## Aim of the task
For this exercise, repeat the records below exactly as written.

(Stored data)
//! Account store backed by redb embedded database.
//!
//! Provides persistent storage for local accounts with:
//! - In-memory cache for fast lookups
//! - A hashed-identifier index that may hold several account ids
//! - The delegated-login flag per account

use anyhow::{Context, Result};
use redb::{Database, ReadableTable, ReadableTableMetadata, TableDefinition};
use std::collections::HashMap;
use std::path::PathBuf;
use std::sync::RwLock;
use tracing::{debug, warn};

use super::types::{Account, SessionFlags};
use crate::handoff::HashedIdentifier;

/// Primary account table: id -> MessagePack<Account>.
const ACCOUNTS_TABLE: TableDefinition<&str, &[u8]> = TableDefinition::new("accounts");
/// Secondary index: hashed identifier -> MessagePack<Vec<id>>.
const HASH_INDEX: TableDefinition<&str, &[u8]> = TableDefinition::new("account_hash_index");
/// Delegated-login flags: id -> 0/1.
const FLAGS_TABLE: TableDefinition<&str, u8> = TableDefinition::new("account_flags");

type LoadedCaches = (HashMap<String, Account>, HashMap<String, Vec<String>>);

pub struct AccountStore {
    db: Database,
    /// Primary cache: id -> Account.
    account_cache: RwLock<HashMap<String, Account>>,
    /// Index cache: hashed identifier -> ids.
    hash_cache: RwLock<HashMap<String, Vec<String>>>,
}

impl AccountStore {
    /// Open or create an account store at the given path.
    pub fn open(path: PathBuf) -> Result<Self> {
        if let Some(parent) = path.parent() {
            std::fs::create_dir_all(parent)
                .with_context(|| format!("Failed to create directory: {:?}", parent))?;
        }

        let db = Database::create(&path)
            .with_context(|| format!("Failed to open account database: {:?}", path))?;

        let write_txn = db.begin_write()?;
        {
            let _ = write_txn.open_table(ACCOUNTS_TABLE)?;
            let _ = write_txn.open_table(HASH_INDEX)?;
            let _ = write_txn.open_table(FLAGS_TABLE)?;
        }
        write_txn.commit()?;

        let (account_cache, hash_cache) = Self::load_all(&db)?;
        debug!(accounts = account_cache.len(), "Loaded accounts into cache");

        Ok(Self {
            db,
            account_cache: RwLock::new(account_cache),
            hash_cache: RwLock::new(hash_cache),
        })
    }

    /// Store a new account and index it under its hashed identifier.
    pub fn create(&self, account: Account) -> Result<Account> {
        let data = rmp_serde::to_vec_named(&account).context("Failed to serialize account")?;

        let write_txn = self.db.begin_write()?;
        let ids = {
            let mut accounts = write_txn.open_table(ACCOUNTS_TABLE)?;
            let mut index = write_txn.open_table(HASH_INDEX)?;

            if accounts.get(account.id.as_str())?.is_some() {
                anyhow::bail!("account '{}' already exists", account.id);
            }
            accounts.insert(account.id.as_str(), data.as_slice())?;

            // Merge into the existing index entry; a shared hash keeps every id
            let mut ids: Vec<String> = match index.get(account.hashed_identifier.as_str())? {
                Some(value) => rmp_serde::from_slice(value.value())
                    .context("Failed to deserialize account index")?,
                None => Vec::new(),
            };
            ids.push(account.id.clone());
            let encoded = rmp_serde::to_vec(&ids)?;
            index.insert(account.hashed_identifier.as_str(), encoded.as_slice())?;
            ids
        };
        write_txn.commit()?;

        if ids.len() > 1 {
            warn!(
                accounts = ids.len(),
                "Several accounts now share one hashed identifier"
            );
        }

        if let Ok(mut cache) = self.account_cache.write() {
            cache.insert(account.id.clone(), account.clone());
        }
        if let Ok(mut cache) = self.hash_cache.write() {
            cache.insert(account.hashed_identifier.clone(), ids);
        }

        Ok(account)
    }

    pub fn get(&self, id: &str) -> Result<Option<Account>> {
        if let Ok(cache) = self.account_cache.read() {
            if let Some(account) = cache.get(id) {
                return Ok(Some(account.clone()));
            }
        }

        let read_txn = self.db.begin_read()?;
        let table = read_txn.open_table(ACCOUNTS_TABLE)?;
        let account: Account = match table.get(id)? {
            Some(value) => {
                rmp_serde::from_slice(value.value()).context("Failed to deserialize account")?
            }
            None => return Ok(None),
        };

        if let Ok(mut cache) = self.account_cache.write() {
            cache.insert(account.id.clone(), account.clone());
        }

        Ok(Some(account))
    }

    /// All accounts indexed under `hash`.
    pub fn find_by_hash(&self, hash: &HashedIdentifier) -> Result<Vec<Account>> {
        let cached = self
            .hash_cache
            .read()
            .ok()
            .and_then(|cache| cache.get(hash.as_str()).cloned());

        let ids: Vec<String> = match cached {
            Some(ids) => ids,
            None => {
                let read_txn = self.db.begin_read()?;
                let table = read_txn.open_table(HASH_INDEX)?;
                let ids = match table.get(hash.as_str())? {
                    Some(value) => rmp_serde::from_slice(value.value())
                        .context("Failed to deserialize account index")?,
                    None => return Ok(Vec::new()),
                };
                ids
            }
        };

        let mut accounts = Vec::with_capacity(ids.len());
        for id in ids {
            match self.get(&id)? {
                Some(account) => accounts.push(account),
                None => warn!(account_id = %id, "Index entry points to a missing account"),
            }
        }
        Ok(accounts)
    }

    pub fn count(&self) -> Result<usize> {
        let read_txn = self.db.begin_read()?;
        let table = read_txn.open_table(ACCOUNTS_TABLE)?;
        Ok(table.len()? as usize)
    }

    fn load_all(db: &Database) -> Result<LoadedCaches> {
        let mut accounts = HashMap::new();
        let mut index = HashMap::new();

        let read_txn = db.begin_read()?;

        let table = read_txn.open_table(ACCOUNTS_TABLE)?;
        for entry in table.iter()? {
            let (key, value) = entry?;
            match rmp_serde::from_slice::<Account>(value.value()) {
                Ok(account) => {
                    accounts.insert(account.id.clone(), account);
                }
                Err(e) => {
                    warn!(key = key.value(), error = %e, "Failed to deserialize account, skipping");
                }
            }
        }

        let table = read_txn.open_table(HASH_INDEX)?;
        for entry in table.iter()? {
            let (key, value) = entry?;
            if let Ok(ids) = rmp_serde::from_slice::<Vec<String>>(value.value()) {
                index.insert(key.value().to_string(), ids);
            }
        }

        Ok((accounts, index))
    }
}

impl SessionFlags for AccountStore {
    fn is_delegated(&self, account_id: &str) -> Result<bool> {
        let read_txn = self.db.begin_read()?;
        let table = read_txn.open_table(FLAGS_TABLE)?;
        let delegated = matches!(table.get(account_id)?, Some(v) if v.value() == 1);
        Ok(delegated)
    }

    fn set_delegated(&self, account_id: &str, delegated: bool) -> Result<()> {
        let write_txn = self.db.begin_write()?;
        {
            let mut table = write_txn.open_table(FLAGS_TABLE)?;
            if delegated {
                table.insert(account_id, 1u8)?;
            } else {
                table.remove(account_id)?;
            }
        }
        write_txn.commit()?;
        Ok(())
    }
}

## Response to this exercise
//! Account store backed by redb embedded database.
//!
//! Provides persistent storage for local accounts with:
//! - In-memory cache for fast lookups
//! - A hashed-identifier index that may hold several account ids
//! - The delegated-login flag per account

use anyhow::{Context, Result};
use redb::{Database, ReadableTable, ReadableTableMetadata, TableDefinition};
use std::collections::HashMap;
use std::path::PathBuf;
use std::sync::RwLock;
use tracing::{debug, warn};

use super::types::{Account, SessionFlags};
use crate::handoff::HashedIdentifier;

/// Primary account table: id -> MessagePack<Account>.
const ACCOUNTS_TABLE: TableDefinition<&str, &[u8]> = TableDefinition::new("accounts");
/// Secondary index: hashed identifier -> MessagePack<Vec<id>>.
const HASH_INDEX: TableDefinition<&str, &[u8]> = TableDefinition::new("account_hash_index");
/// Delegated-login flags: id -> 0/1.
const FLAGS_TABLE: TableDefinition<&str, u8> = TableDefinition::new("account_flags");

type LoadedCaches = (HashMap<String, Account>, HashMap<String, Vec<String>>);

pub struct AccountStore {
    db: Database,
    /// Primary cache: id -> Account.
    account_cache: RwLock<HashMap<String, Account>>,
    /// Index cache: hashed identifier -> ids.
    hash_cache: RwLock<HashMap<String, Vec<String>>>,
}

impl AccountStore {
    /// Open or create an account store at the given path.
    pub fn open(path: PathBuf) -> Result<Self> {
        if let Some(parent) = path.parent() {
            std::fs::create_dir_all(parent)
                .with_context(|| format!("Failed to create directory: {:?}", parent))?;
        }

        let db = Database::create(&path)
            .with_context(|| format!("Failed to open account database: {:?}", path))?;

        let write_txn = db.begin_write()?;
        {
            let _ = write_txn.open_table(ACCOUNTS_TABLE)?;
            let _ = write_txn.open_table(HASH_INDEX)?;
            let _ = write_txn.open_table(FLAGS_TABLE)?;
        }
        write_txn.commit()?;

        let (account_cache, hash_cache) = Self::load_all(&db)?;
        debug!(accounts = account_cache.len(), "Loaded accounts into cache");

        Ok(Self {
            db,
            account_cache: RwLock::new(account_cache),
            hash_cache: RwLock::new(hash_cache),
        })
    }

    /// Store a new account and index it under its hashed identifier.
    pub fn create(&self, account: Account) -> Result<Account> {
        let data = rmp_serde::to_vec_named(&account).context("Failed to serialize account")?;

        let write_txn = self.db.begin_write()?;
        let ids = {
            let mut accounts = write_txn.open_table(ACCOUNTS_TABLE)?;
            let mut index = write_txn.open_table(HASH_INDEX)?;

            if accounts.get(account.id.as_str())?.is_some() {
                anyhow::bail!("account '{}' already exists", account.id);
            }
            accounts.insert(account.id.as_str(), data.as_slice())?;

            // Merge into the existing index entry; a shared hash keeps every id
            let mut ids: Vec<String> = match index.get(account.hashed_identifier.as_str())? {
                Some(value) => rmp_serde::from_slice(value.value())
                    .context("Failed to deserialize account index")?,
                None => Vec::new(),
            };
            ids.push(account.id.clone());
            let encoded = rmp_serde::to_vec(&ids)?;
            index.insert(account.hashed_identifier.as_str(), encoded.as_slice())?;
            ids
        };
        write_txn.commit()?;

        if ids.len() > 1 {
            warn!(
                accounts = ids.len(),
                "Several accounts now share one hashed identifier"
            );
        }

        if let Ok(mut cache) = self.account_cache.write() {
            cache.insert(account.id.clone(), account.clone());
        }
        if let Ok(mut cache) = self.hash_cache.write() {
            cache.insert(account.hashed_identifier.clone(), ids);
        }

        Ok(account)
    }

    pub fn get(&self, id: &str) -> Result<Option<Account>> {
        if let Ok(cache) = self.account_cache.read() {
            if let Some(account) = cache.get(id) {
                return Ok(Some(account.clone()));
            }
        }

        let read_txn = self.db.begin_read()?;
        let table = read_txn.open_table(ACCOUNTS_TABLE)?;
        let account: Account = match table.get(id)? {
            Some(value) => {
                rmp_serde::from_slice(value.value()).context("Failed to deserialize account")?
            }
            None => return Ok(None),
        };

        if let Ok(mut cache) = self.account_cache.write() {
            cache.insert(account.id.clone(), account.clone());
        }

        Ok(Some(account))
    }

    /// All accounts indexed under `hash`.
    pub fn find_by_hash(&self, hash: &HashedIdentifier) -> Result<Vec<Account>> {
        let cached = self
            .hash_cache
            .read()
            .ok()
            .and_then(|cache| cache.get(hash.as_str()).cloned());

        let ids: Vec<String> = match cached {
            Some(ids) => ids,
            None => {
                let read_txn = self.db.begin_read()?;
                let table = read_txn.open_table(HASH_INDEX)?;
                let ids = match table.get(hash.as_str())? {
                    Some(value) => rmp_serde::from_slice(value.value())
                        .context("Failed to deserialize account index")?,
                    None => return Ok(Vec::new()),
                };
                ids
            }
        };

        let mut accounts = Vec::with_capacity(ids.len());
        for id in ids {
            match self.get(&id)? {
                Some(account) => accounts.push(account),
                None => warn!(account_id = %id, "Index entry points to a missing account"),
            }
        }
        Ok(accounts)
    }

    pub fn count(&self) -> Result<usize> {
        let read_txn = self.db.begin_read()?;
        let table = read_txn.open_table(ACCOUNTS_TABLE)?;
        Ok(table.len()? as usize)
    }

    fn load_all(db: &Database) -> Result<LoadedCaches> {
        let mut accounts = HashMap::new();
        let mut index = HashMap::new();

        let read_txn = db.begin_read()?;

        let table = read_txn.open_table(ACCOUNTS_TABLE)?;
        for entry in table.iter()? {
            let (key, value) = entry?;
            match rmp_serde::from_slice::<Account>(value.value()) {
                Ok(account) => {
                    accounts.insert(account.id.clone(), account);
                }
                Err(e) => {
                    warn!(key = key.value(), error = %e, "Failed to deserialize account, skipping");
                }
            }
        }

        let table = read_txn.open_table(HASH_INDEX)?;
        for entry in table.iter()? {
            let (key, value) = entry?;
            if let Ok(ids) = rmp_serde::from_slice::<Vec<String>>(value.value()) {
                index.insert(key.value().to_string(), ids);
            }
        }

        Ok((accounts, index))
    }
}

impl SessionFlags for AccountStore {
    fn is_delegated(&self, account_id: &str) -> Result<bool> {
        let read_txn = self.db.begin_read()?;
        let table = read_txn.open_table(FLAGS_TABLE)?;
        let delegated = matches!(table.get(account_id)?, Some(v) if v.value() == 1);
        Ok(delegated)
    }

    fn set_delegated(&self, account_id: &str, delegated: bool) -> Result<()> {
        let write_txn = self.db.begin_write()?;
        {
            let mut table = write_txn.open_table(FLAGS_TABLE)?;
            if delegated {
                table.insert(account_id, 1u8)?;
            } else {
                table.remove(account_id)?;
            }
        }
        write_txn.commit()?;
        Ok(())
    }
}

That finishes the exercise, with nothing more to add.